Trace fossils can be subtle. Burrowing animals can leave tunnels, animals that can walk can leave footprints.

Organisms without hard parts, such as jelly fish, can leave impressions, much like footprints. .

You can see dinotracks in person at
Dinosaur Ridge, in Morrison, Colorado.

Coprolites are the fossilized excrement of ancient organisms.

The current best estimate for the age of the universe is between 12 to 14 billion years or 10⁹ years. The scientific prefix for 10⁹ is giga as in gigabytes.

This is a length of time almost beyond human comprehension and is sometimes referred to as deep time.

The earth and the other planets formed ~4,500,000,000 years ago or 4.5 gigayears ago, abbreviated Gya.

The earliest period of earth history is known as the Hadean, after the Greek god of the dead Hades. The Hadean lasted from the formation of the earth 5 to 4.5 Gya until the formation of the oldest preserved rocks, ~3.8 Gya.

The Hadean is defined as the period before the appearance of life. The first evidence of biologic processes appears in rocks that are ~3.8 gigayears old.

The first unambiguous fossil microbes can be found in rocks from ~3.5 to 3 Gya.

These were presumably proceeded by simpler prebiotic systems.

The molecular nature of these prebiologic systems remains unclear.

In large part, our ignorance stems from the uniqueness and unity of life.

We know only about life on the earth, and life on earth seems to have had a single common ancestor.

Whether or not alternative 'living' systems are possible and how they might differ from life on earth, is unknown.

There are alt least three possible approaches to the study of life's origins.

A religious approach would postulate that life was created by a supernatural being or process.

Different religious tradition differ as to the details of this event, but since the process is supernatural it cannot by studied further scientifically.

A science fiction approach would be to travel to distant worlds and look for life. We might even 'get lucky' and have a visit from extraterrestrials.

Scientific study of these extraterrestrials would reveal whether all living systems are built in the same manner or whether there are many different ways to "be alive".

An alternative, more practical approach is to attempt to create living systems or their precursors in the laboratory.

A early example of this approach was the Miller-Urey experiment.

These two scientists made a guess as to the composition of earth's early atmosphere. They assumed the presence of oceans and lightning.

They set up an apparatus to mimic these conditions.

They passed electricity through their atmosphere.

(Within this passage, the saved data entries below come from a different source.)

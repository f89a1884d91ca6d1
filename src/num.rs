//! Utilities for numerics.

use std::cmp::Ordering;

/// Applies the standard sigmoid/logistic function to the input.
pub fn sigmoid(v: f32) -> f32 {
    1.0 / (1.0 + (-v).exp())
}

/// An `f32` that implements [`Ord`] according to the IEEE 754 totalOrder predicate.
#[derive(Debug, Clone, Copy)]
pub struct TotalF32(pub f32);

impl PartialEq for TotalF32 {
    fn eq(&self, other: &Self) -> bool {
        self.cmp(other) == Ordering::Equal
    }
}

impl Eq for TotalF32 {}

impl PartialOrd for TotalF32 {
    fn partial_cmp(&self, other: &Self) -> Option<Ordering> {
        Some(self.cmp(other))
    }
}

impl Ord for TotalF32 {
    fn cmp(&self, other: &Self) -> Ordering {
        self.0.total_cmp(&other.0)
    }
}

#[cfg(test)]
mod tests {
    use super::*;

    #[test]
    fn sigmoid_midpoint() {
        assert_eq!(sigmoid(0.0), 0.5);
        assert!(sigmoid(10.0) > 0.99);
        assert!(sigmoid(-10.0) < 0.01);
    }

    #[test]
    fn total_order_sorts_nan_last() {
        let mut v = vec![TotalF32(1.0), TotalF32(f32::NAN), TotalF32(-3.0)];
        v.sort();
        assert_eq!(v[0].0, -3.0);
        assert_eq!(v[1].0, 1.0);
        assert!(v[2].0.is_nan());
    }
}
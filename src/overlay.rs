//! Drawing finger counts onto a frame.

use crate::{
    hand::{fingers::FingerCount, Hand, LandmarkIdx},
    image::{draw, Color, Image, Rect},
};

/// Colors and positions of everything the overlay draws.
#[derive(Debug, Clone, PartialEq)]
pub struct OverlayStyle {
    /// Background of the total count, in frame pixels.
    pub panel: Rect,
    pub panel_color: Color,
    pub total_color: Color,
    pub label_color: Color,
    /// Keypoint the per-hand label is placed next to.
    pub anchor: usize,
    /// Pixel offset of the per-hand label from the anchor keypoint.
    pub label_offset: (i32, i32),
    pub skeleton_color: Color,
    pub marker_color: Color,
}

impl Default for OverlayStyle {
    fn default() -> Self {
        Self {
            panel: Rect::from_top_left(20.0, 20.0, 300.0, 50.0),
            panel_color: Color::from_rgb8(50, 50, 50),
            total_color: Color::WHITE,
            label_color: Color::YELLOW,
            anchor: LandmarkIdx::MiddleFingerMcp as usize,
            label_offset: (-20, -30),
            skeleton_color: Color::GREEN,
            marker_color: Color::RED,
        }
    }
}

impl OverlayStyle {
    /// Draws the filled panel with the frame's total inside it.
    pub fn draw_total(&self, image: &mut Image, total: u32) {
        draw::rect(image, self.panel)
            .fill()
            .color(self.panel_color);

        let text = format!("Total fingers: {total}");
        let center = self.panel.center();
        draw::text(
            image,
            self.panel.x().round() as i32 + 10,
            center.y.round() as i32,
            &text,
        )
        .large()
        .align_left()
        .color(self.total_color);
    }

    /// Draws the lines in `connections` between keypoints of `hand`, then a marker on every
    /// keypoint.
    ///
    /// Connections referring to keypoints the hand doesn't have are skipped.
    pub fn draw_skeleton(&self, image: &mut Image, hand: &Hand, connections: &[(usize, usize)]) {
        for &(a, b) in connections {
            if let (Some(a), Some(b)) = (hand.keypoint(a), hand.keypoint(b)) {
                draw::line(image, a.x as i32, a.y as i32, b.x as i32, b.y as i32)
                    .color(self.skeleton_color);
            }
        }
        for kp in hand.keypoints() {
            draw::marker(image, kp.x as i32, kp.y as i32).color(self.marker_color);
        }
    }

    /// Position of the per-hand label, or [`None`] if `hand` has no anchor keypoint.
    pub fn label_anchor(&self, hand: &Hand) -> Option<(i32, i32)> {
        let kp = hand.keypoint(self.anchor)?;
        let (dx, dy) = self.label_offset;
        let clamp = |v: u32| i32::try_from(v).unwrap_or(i32::MAX);
        Some((clamp(kp.x).saturating_add(dx), clamp(kp.y).saturating_add(dy)))
    }

    /// Draws `"{label}: {count}"` next to the hand's anchor keypoint.
    ///
    /// Returns where the label was drawn.
    pub fn draw_label(
        &self,
        image: &mut Image,
        hand: &Hand,
        label: &str,
        count: FingerCount,
    ) -> Option<(i32, i32)> {
        let (x, y) = self.label_anchor(hand)?;
        let text = format!("{label}: {count}");
        draw::text(image, x, y, &text)
            .large()
            .align_left()
            .color(self.label_color);
        Some((x, y))
    }
}

#[cfg(test)]
mod tests {
    use crate::hand::{Keypoint, CONNECTIVITY, NUM_LANDMARKS};

    use super::*;

    fn count(image: &Image, color: Color) -> usize {
        (0..image.height())
            .flat_map(|y| (0..image.width()).map(move |x| (x, y)))
            .filter(|&(x, y)| image.get(x, y) == Some(color))
            .count()
    }

    fn hand_at(x: u32, y: u32) -> Hand {
        (0..NUM_LANDMARKS as u32)
            .map(|i| Keypoint::new(x + (i % 5) * 10, y + (i / 5) * 10))
            .collect()
    }

    #[test]
    fn default_style() {
        let style = OverlayStyle::default();
        assert_eq!(style.anchor, 9);
        assert_eq!(style.label_offset, (-20, -30));
        assert_eq!(style.panel, Rect::from_top_left(20.0, 20.0, 300.0, 50.0));
    }

    #[test]
    fn total_panel() {
        let style = OverlayStyle::default();
        let mut image = Image::new(400, 100);
        style.draw_total(&mut image, 7);

        assert_eq!(image.get(20, 20), Some(style.panel_color));
        assert_eq!(image.get(319, 69), Some(style.panel_color));
        assert_eq!(image.get(320, 70), Some(Color::NULL));
        assert!(count(&image, style.total_color) > 0);
    }

    #[test]
    fn label_is_offset_from_anchor() {
        let style = OverlayStyle::default();
        let hand = hand_at(100, 100);
        // Keypoint 9 is at (140, 110).
        assert_eq!(style.label_anchor(&hand), Some((120, 80)));

        let mut image = Image::new(200, 200);
        let pos = style.draw_label(&mut image, &hand, "Hand", FingerCount::MAX);
        assert_eq!(pos, Some((120, 80)));
        assert!(count(&image, style.label_color) > 0);
    }

    #[test]
    fn short_hand_is_not_labelled() {
        let style = OverlayStyle::default();
        let hand: Hand = [Keypoint::new(5, 5)].into_iter().collect();
        let mut image = Image::new(50, 50);
        assert_eq!(style.draw_label(&mut image, &hand, "Hand", FingerCount::MAX), None);
        assert_eq!(count(&image, style.label_color), 0);
    }

    #[test]
    fn far_away_anchor_saturates() {
        let mut keypoints = vec![Keypoint::new(0, 0); NUM_LANDMARKS];
        keypoints[9] = Keypoint::new(u32::MAX, 1 << 31);
        let hand = Hand::new(keypoints);

        let style = OverlayStyle::default();
        assert_eq!(
            style.label_anchor(&hand),
            Some((i32::MAX - 20, i32::MAX - 30))
        );

        let style = OverlayStyle {
            label_offset: (5, 5),
            ..OverlayStyle::default()
        };
        assert_eq!(style.label_anchor(&hand), Some((i32::MAX, i32::MAX)));
    }

    #[test]
    fn skeleton_and_markers() {
        let style = OverlayStyle::default();
        let hand = hand_at(10, 10);
        let mut image = Image::new(64, 64);
        style.draw_skeleton(&mut image, &hand, CONNECTIVITY);
        assert!(count(&image, style.skeleton_color) > 0);
        assert_eq!(image.get(10, 10), Some(style.marker_color));

        // Without connections only markers are drawn.
        let mut image = Image::new(64, 64);
        style.draw_skeleton(&mut image, &hand, &[]);
        assert_eq!(count(&image, style.skeleton_color), 0);
        assert!(count(&image, style.marker_color) > 0);
    }
}
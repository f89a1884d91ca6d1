//! Frame capture.

pub mod webcam;

use crate::{image::Image, timer::Timer};

/// A blocking source of video frames.
pub trait FrameSource {
    /// Reads the next frame, blocking until one is available.
    ///
    /// An error means no frame could be acquired.
    fn read(&mut self) -> anyhow::Result<Image>;

    /// Timers of the source's internal stages, logged along with the frame rate.
    fn timers(&self) -> Vec<&Timer> {
        Vec::new()
    }
}

impl<S: FrameSource + ?Sized> FrameSource for Box<S> {
    fn read(&mut self) -> anyhow::Result<Image> {
        (**self).read()
    }

    fn timers(&self) -> Vec<&Timer> {
        (**self).timers()
    }
}
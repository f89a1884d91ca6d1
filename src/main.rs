use std::{
    panic::{catch_unwind, AssertUnwindSafe},
    process,
};

use fingercount::{
    app::{ExitReason, FrameLoop},
    config::Config,
    gui,
    hand::provider::HandLandmarker,
    video::webcam::Webcam,
};

const HINT: &str =
    "make sure the ONNX models are present and the V4L2/graphics libraries are installed";

enum Outcome {
    Finished(ExitReason),
    NoCamera,
}

fn run() -> anyhow::Result<Outcome> {
    let config = Config::from_env()?;
    log::debug!("{:?}", config);

    let webcam = match Webcam::open(config.webcam_options()) {
        Ok(webcam) => webcam,
        Err(e) => {
            eprintln!("could not open a webcam: {:#}", e);
            return Ok(Outcome::NoCamera);
        }
    };

    let landmarker = HandLandmarker::load(
        &config.palm_model,
        &config.landmark_model,
        config.landmarker.clone(),
    )?;
    let window = gui::Window::new("Finger Counter");

    let summary = FrameLoop::new(webcam, landmarker, window)
        .labeling(config.labeling)
        .quit_key(config.quit_key)
        .run()?;
    Ok(Outcome::Finished(summary.exit))
}

fn main() {
    fingercount::init_logger!();

    match catch_unwind(AssertUnwindSafe(run)) {
        Ok(Ok(Outcome::Finished(exit))) => log::debug!("exiting ({:?})", exit),
        Ok(Ok(Outcome::NoCamera)) => {}
        Ok(Err(e)) => {
            eprintln!("error: {:#}", e);
            eprintln!("{HINT}");
            process::exit(1);
        }
        Err(_payload) => {
            // The panic hook has printed the message already. 101 mimics libstd.
            eprintln!("{HINT}");
            process::exit(101);
        }
    }
}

Within the complex mix of compounds synthesized, they found many different types of amino acids, the building blocks of proteins.

Urea is a simple 'organic' molecule.

Originally, it was thought that organic molecules like urea could be synthesized only by living organisms. That they represented the action of the organism's "vital essence".

Wöhler's in vitro or 'in glass' synthesis of urea indicated that there was nothing "superchemical" or "supernatural' about living things, they obeyed the laws of chemistry.

The earliest proto-biotic systems were almost certainly molecular communities of chemical reactions isolated one way or the other from the rest of the "outside" world.

Whether or not these systems originated on earth, as seems likely, hardly matters to the basic problem of understanding their origins.

These proto-biotic systems extracted energy from the environment and used it to maintain their structural organization -- they exported entropy.

Such systems have an important limitation - they are vulnerable to accidental destruction.

They are also static. A small change in their environment can destroy them.

The key to avoiding destruction is reproduction. Making copies reduces the chance that a system will be eliminated by accident. It also opens the possibility for evolution.